The problem: Copy each line below exactly.

Dataset records:
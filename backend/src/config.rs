//! Engine configuration file support.
//!
//! This module provides utilities for reading engine configuration from
//! TOML configuration files. Every field has a default, so an empty file
//! (or no file at all) yields the documented behaviour.

use serde::{Deserialize, Serialize};
use std::fs;
use std::path::{Path, PathBuf};

use crate::models::DatePolicy;
use crate::services::buckets::{
    BucketWindows, MAX_DAILY_DAYS, MAX_MONTHLY_MONTHS, MAX_WEEKLY_WEEKS,
};

/// Errors raised while loading or validating configuration.
#[derive(Debug, thiserror::Error)]
pub enum ConfigError {
    #[error("Failed to read config file {path}: {source}")]
    Io {
        path: PathBuf,
        #[source]
        source: std::io::Error,
    },

    #[error("Failed to parse config file: {0}")]
    Parse(#[from] toml::de::Error),

    #[error("Invalid configuration: {0}")]
    Invalid(String),

    #[error("No mintscope.toml found in standard locations")]
    NotFound,
}

/// Engine configuration from file.
#[derive(Debug, Clone, Default, PartialEq, Serialize, Deserialize)]
pub struct EngineConfig {
    #[serde(default)]
    pub buckets: BucketWindows,
    #[serde(default)]
    pub dates: DatePolicy,
    #[serde(default)]
    pub repository: RepositorySettings,
}

/// Collaborator backend selection.
#[derive(Debug, Clone, PartialEq, Eq, Serialize, Deserialize)]
pub struct RepositorySettings {
    #[serde(rename = "type", default = "default_repo_type")]
    pub repo_type: String,
}

fn default_repo_type() -> String {
    "local".to_string()
}

impl Default for RepositorySettings {
    fn default() -> Self {
        Self {
            repo_type: default_repo_type(),
        }
    }
}

impl EngineConfig {
    /// Load engine configuration from a TOML file.
    ///
    /// # Arguments
    /// * `path` - Path to the configuration file
    ///
    /// # Returns
    /// * `Ok(EngineConfig)` if the file parses and validates
    /// * `Err(ConfigError)` otherwise
    pub fn from_file<P: AsRef<Path>>(path: P) -> Result<Self, ConfigError> {
        let path = path.as_ref();
        let content = fs::read_to_string(path).map_err(|source| ConfigError::Io {
            path: path.to_path_buf(),
            source,
        })?;
        Self::from_toml_str(&content)
    }

    /// Parse and validate configuration from TOML text.
    pub fn from_toml_str(content: &str) -> Result<Self, ConfigError> {
        let config: EngineConfig = toml::from_str(content)?;
        config.validate()?;
        Ok(config)
    }

    /// Load engine configuration from the default location.
    ///
    /// Searches for `mintscope.toml` in:
    /// 1. Current directory
    /// 2. `backend/` directory
    /// 3. Parent directory
    pub fn from_default_location() -> Result<Self, ConfigError> {
        let search_paths = [
            PathBuf::from("mintscope.toml"),
            PathBuf::from("backend/mintscope.toml"),
            PathBuf::from("../mintscope.toml"),
        ];

        for path in search_paths {
            if path.exists() {
                log::info!("Loading engine configuration from {}", path.display());
                return Self::from_file(&path);
            }
        }

        Err(ConfigError::NotFound)
    }

    /// Reject windows that are empty or longer than the bucketizer supports.
    pub fn validate(&self) -> Result<(), ConfigError> {
        let windows = &self.buckets;
        let checks = [
            ("daily_days", windows.daily_days, MAX_DAILY_DAYS),
            ("weekly_weeks", windows.weekly_weeks, MAX_WEEKLY_WEEKS),
            ("monthly_months", windows.monthly_months, MAX_MONTHLY_MONTHS),
        ];
        for (name, value, max) in checks {
            if value == 0 || value > max {
                return Err(ConfigError::Invalid(format!(
                    "buckets.{} must be between 1 and {}, got {}",
                    name, max, value
                )));
            }
        }
        Ok(())
    }
}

Your solution:
filename backend/src/config.rs
//! Engine configuration file support.
//!
//! This module provides utilities for reading engine configuration from
//! TOML configuration files. Every field has a default, so an empty file
//! (or no file at all) yields the documented behaviour.

use serde::{Deserialize, Serialize};
use std::fs;
use std::path::{Path, PathBuf};

use crate::models::DatePolicy;
use crate::services::buckets::{
    BucketWindows, MAX_DAILY_DAYS, MAX_MONTHLY_MONTHS, MAX_WEEKLY_WEEKS,
};

/// Errors raised while loading or validating configuration.
#[derive(Debug, thiserror::Error)]
pub enum ConfigError {
    #[error("Failed to read config file {path}: {source}")]
    Io {
        path: PathBuf,
        #[source]
        source: std::io::Error,
    },

    #[error("Failed to parse config file: {0}")]
    Parse(#[from] toml::de::Error),

    #[error("Invalid configuration: {0}")]
    Invalid(String),

    #[error("No mintscope.toml found in standard locations")]
    NotFound,
}

/// Engine configuration from file.
#[derive(Debug, Clone, Default, PartialEq, Serialize, Deserialize)]
pub struct EngineConfig {
    #[serde(default)]
    pub buckets: BucketWindows,
    #[serde(default)]
    pub dates: DatePolicy,
    #[serde(default)]
    pub repository: RepositorySettings,
}

/// Collaborator backend selection.
#[derive(Debug, Clone, PartialEq, Eq, Serialize, Deserialize)]
pub struct RepositorySettings {
    #[serde(rename = "type", default = "default_repo_type")]
    pub repo_type: String,
}

fn default_repo_type() -> String {
    "local".to_string()
}

impl Default for RepositorySettings {
    fn default() -> Self {
        Self {
            repo_type: default_repo_type(),
        }
    }
}

impl EngineConfig {
    /// Load engine configuration from a TOML file.
    ///
    /// # Arguments
    /// * `path` - Path to the configuration file
    ///
    /// # Returns
    /// * `Ok(EngineConfig)` if the file parses and validates
    /// * `Err(ConfigError)` otherwise
    pub fn from_file<P: AsRef<Path>>(path: P) -> Result<Self, ConfigError> {
        let path = path.as_ref();
        let content = fs::read_to_string(path).map_err(|source| ConfigError::Io {
            path: path.to_path_buf(),
            source,
        })?;
        Self::from_toml_str(&content)
    }

    /// Parse and validate configuration from TOML text.
    pub fn from_toml_str(content: &str) -> Result<Self, ConfigError> {
        let config: EngineConfig = toml::from_str(content)?;
        config.validate()?;
        Ok(config)
    }

    /// Load engine configuration from the default location.
    ///
    /// Searches for `mintscope.toml` in:
    /// 1. Current directory
    /// 2. `backend/` directory
    /// 3. Parent directory
    pub fn from_default_location() -> Result<Self, ConfigError> {
        let search_paths = [
            PathBuf::from("mintscope.toml"),
            PathBuf::from("backend/mintscope.toml"),
            PathBuf::from("../mintscope.toml"),
        ];

        for path in search_paths {
            if path.exists() {
                log::info!("Loading engine configuration from {}", path.display());
                return Self::from_file(&path);
            }
        }

        Err(ConfigError::NotFound)
    }

    /// Reject windows that are empty or longer than the bucketizer supports.
    pub fn validate(&self) -> Result<(), ConfigError> {
        let windows = &self.buckets;
        let checks = [
            ("daily_days", windows.daily_days, MAX_DAILY_DAYS),
            ("weekly_weeks", windows.weekly_weeks, MAX_WEEKLY_WEEKS),
            ("monthly_months", windows.monthly_months, MAX_MONTHLY_MONTHS),
        ];
        for (name, value, max) in checks {
            if value == 0 || value > max {
                return Err(ConfigError::Invalid(format!(
                    "buckets.{} must be between 1 and {}, got {}",
                    name, max, value
                )));
            }
        }
        Ok(())
    }
}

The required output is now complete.